(Entries provided)

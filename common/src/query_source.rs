// Query definitions and database targets from the local query directory and settings

use crate::config::ExtractionConfig;
use crate::errors::ConfigurationError;
use crate::models::QueryDefinition;
use std::fs;
use std::path::{Path, PathBuf};
use tracing::{debug, info, instrument, warn};

pub const QUERY_EXTENSION: &str = "sql";

/// Source of query definitions and the ordered set of database targets
#[derive(Debug, Clone)]
pub struct QuerySource {
    query_dir: PathBuf,
    targets: Vec<String>,
}

impl QuerySource {
    pub fn new(query_dir: impl Into<PathBuf>, targets: Vec<String>) -> Self {
        Self {
            query_dir: query_dir.into(),
            targets,
        }
    }

    pub fn from_config(config: &ExtractionConfig) -> Self {
        Self::new(config.query_dir.clone(), config.targets.clone())
    }

    pub fn query_dir(&self) -> &Path {
        &self.query_dir
    }

    /// Configured database targets, in configuration order
    pub fn targets(&self) -> &[String] {
        &self.targets
    }

    /// Fails with `NotConfigured` when `target` is outside the configured set
    pub fn ensure_configured(&self, target: &str) -> Result<(), ConfigurationError> {
        if self.targets.iter().any(|t| t == target) {
            Ok(())
        } else {
            Err(ConfigurationError::NotConfigured {
                target: target.to_string(),
                available: self.targets.clone(),
            })
        }
    }

    /// Load every `*.sql` file of the query directory.
    ///
    /// The query name is the file stem. Unreadable or empty files are skipped
    /// with a warning; the result is sorted by name.
    #[instrument(skip(self), fields(query_dir = %self.query_dir.display()))]
    pub fn load_queries(&self) -> Result<Vec<QueryDefinition>, ConfigurationError> {
        if !self.query_dir.is_dir() {
            warn!("Query directory does not exist");
            return Err(ConfigurationError::QueryDirectoryMissing(
                self.query_dir.display().to_string(),
            ));
        }

        let entries = fs::read_dir(&self.query_dir).map_err(|e| {
            warn!(error = %e, "Failed to read query directory");
            ConfigurationError::QueryDirectoryMissing(format!(
                "{}: {}",
                self.query_dir.display(),
                e
            ))
        })?;

        let mut queries = Vec::new();
        for entry in entries.flatten() {
            let path = entry.path();
            if !path.is_file()
                || path.extension().and_then(|ext| ext.to_str()) != Some(QUERY_EXTENSION)
            {
                continue;
            }

            let Some(name) = path.file_stem().and_then(|stem| stem.to_str()) else {
                warn!(path = %path.display(), "Skipping query file with non UTF-8 name");
                continue;
            };

            match fs::read_to_string(&path) {
                Ok(text) if text.trim().is_empty() => {
                    warn!(query = %name, "Skipping empty query file");
                }
                Ok(text) => {
                    debug!(query = %name, "Loaded query definition");
                    queries.push(QueryDefinition {
                        name: name.to_string(),
                        text: text.trim().to_string(),
                    });
                }
                Err(e) => {
                    warn!(query = %name, error = %e, "Failed to read query file");
                }
            }
        }

        queries.sort_by(|a, b| a.name.cmp(&b.name));
        info!(count = queries.len(), "Query definitions loaded");
        Ok(queries)
    }
}

#[cfg(test)]
mod tests {
    use super::*;

    #[test]
    fn test_load_queries_uses_file_stem_and_skips_other_files() {
        let dir = tempfile::tempdir().expect("tempdir");
        fs::write(dir.path().join("orders.sql"), "SELECT * FROM orders\n").expect("write");
        fs::write(dir.path().join("clients.sql"), "SELECT * FROM clients").expect("write");
        fs::write(dir.path().join("blank.sql"), "   \n").expect("write");
        fs::write(dir.path().join("notes.txt"), "not a query").expect("write");

        let source = QuerySource::new(dir.path(), vec!["DB1".to_string()]);
        let queries = source.load_queries().expect("load");

        let names: Vec<&str> = queries.iter().map(|q| q.name.as_str()).collect();
        assert_eq!(names, vec!["clients", "orders"]);
        assert_eq!(queries[1].text, "SELECT * FROM orders");
    }

    #[test]
    fn test_missing_directory_is_configuration_error() {
        let source = QuerySource::new("/nonexistent/query/dir", Vec::new());
        assert!(matches!(
            source.load_queries(),
            Err(ConfigurationError::QueryDirectoryMissing(_))
        ));
    }

    #[test]
    fn test_ensure_configured_lists_available_targets() {
        let source = QuerySource::new("sql", vec!["DB1".to_string()]);
        assert!(source.ensure_configured("DB1").is_ok());
        assert_eq!(
            source.ensure_configured("DB3"),
            Err(ConfigurationError::NotConfigured {
                target: "DB3".to_string(),
                available: vec!["DB1".to_string()],
            })
        );
    }
}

(End Entries provided)

Write out the full set of records exactly as given.

filename common/src/query_source.rs
// Query definitions and database targets from the local query directory and settings

use crate::config::ExtractionConfig;
use crate::errors::ConfigurationError;
use crate::models::QueryDefinition;
use std::fs;
use std::path::{Path, PathBuf};
use tracing::{debug, info, instrument, warn};

pub const QUERY_EXTENSION: &str = "sql";

/// Source of query definitions and the ordered set of database targets
#[derive(Debug, Clone)]
pub struct QuerySource {
    query_dir: PathBuf,
    targets: Vec<String>,
}

impl QuerySource {
    pub fn new(query_dir: impl Into<PathBuf>, targets: Vec<String>) -> Self {
        Self {
            query_dir: query_dir.into(),
            targets,
        }
    }

    pub fn from_config(config: &ExtractionConfig) -> Self {
        Self::new(config.query_dir.clone(), config.targets.clone())
    }

    pub fn query_dir(&self) -> &Path {
        &self.query_dir
    }

    /// Configured database targets, in configuration order
    pub fn targets(&self) -> &[String] {
        &self.targets
    }

    /// Fails with `NotConfigured` when `target` is outside the configured set
    pub fn ensure_configured(&self, target: &str) -> Result<(), ConfigurationError> {
        if self.targets.iter().any(|t| t == target) {
            Ok(())
        } else {
            Err(ConfigurationError::NotConfigured {
                target: target.to_string(),
                available: self.targets.clone(),
            })
        }
    }

    /// Load every `*.sql` file of the query directory.
    ///
    /// The query name is the file stem. Unreadable or empty files are skipped
    /// with a warning; the result is sorted by name.
    #[instrument(skip(self), fields(query_dir = %self.query_dir.display()))]
    pub fn load_queries(&self) -> Result<Vec<QueryDefinition>, ConfigurationError> {
        if !self.query_dir.is_dir() {
            warn!("Query directory does not exist");
            return Err(ConfigurationError::QueryDirectoryMissing(
                self.query_dir.display().to_string(),
            ));
        }

        let entries = fs::read_dir(&self.query_dir).map_err(|e| {
            warn!(error = %e, "Failed to read query directory");
            ConfigurationError::QueryDirectoryMissing(format!(
                "{}: {}",
                self.query_dir.display(),
                e
            ))
        })?;

        let mut queries = Vec::new();
        for entry in entries.flatten() {
            let path = entry.path();
            if !path.is_file()
                || path.extension().and_then(|ext| ext.to_str()) != Some(QUERY_EXTENSION)
            {
                continue;
            }

            let Some(name) = path.file_stem().and_then(|stem| stem.to_str()) else {
                warn!(path = %path.display(), "Skipping query file with non UTF-8 name");
                continue;
            };

            match fs::read_to_string(&path) {
                Ok(text) if text.trim().is_empty() => {
                    warn!(query = %name, "Skipping empty query file");
                }
                Ok(text) => {
                    debug!(query = %name, "Loaded query definition");
                    queries.push(QueryDefinition {
                        name: name.to_string(),
                        text: text.trim().to_string(),
                    });
                }
                Err(e) => {
                    warn!(query = %name, error = %e, "Failed to read query file");
                }
            }
        }

        queries.sort_by(|a, b| a.name.cmp(&b.name));
        info!(count = queries.len(), "Query definitions loaded");
        Ok(queries)
    }
}

#[cfg(test)]
mod tests {
    use super::*;

    #[test]
    fn test_load_queries_uses_file_stem_and_skips_other_files() {
        let dir = tempfile::tempdir().expect("tempdir");
        fs::write(dir.path().join("orders.sql"), "SELECT * FROM orders\n").expect("write");
        fs::write(dir.path().join("clients.sql"), "SELECT * FROM clients").expect("write");
        fs::write(dir.path().join("blank.sql"), "   \n").expect("write");
        fs::write(dir.path().join("notes.txt"), "not a query").expect("write");

        let source = QuerySource::new(dir.path(), vec!["DB1".to_string()]);
        let queries = source.load_queries().expect("load");

        let names: Vec<&str> = queries.iter().map(|q| q.name.as_str()).collect();
        assert_eq!(names, vec!["clients", "orders"]);
        assert_eq!(queries[1].text, "SELECT * FROM orders");
    }

    #[test]
    fn test_missing_directory_is_configuration_error() {
        let source = QuerySource::new("/nonexistent/query/dir", Vec::new());
        assert!(matches!(
            source.load_queries(),
            Err(ConfigurationError::QueryDirectoryMissing(_))
        ));
    }

    #[test]
    fn test_ensure_configured_lists_available_targets() {
        let source = QuerySource::new("sql", vec!["DB1".to_string()]);
        assert!(source.ensure_configured("DB1").is_ok());
        assert_eq!(
            source.ensure_configured("DB3"),
            Err(ConfigurationError::NotConfigured {
                target: "DB3".to_string(),
                available: vec!["DB1".to_string()],
            })
        );
    }
}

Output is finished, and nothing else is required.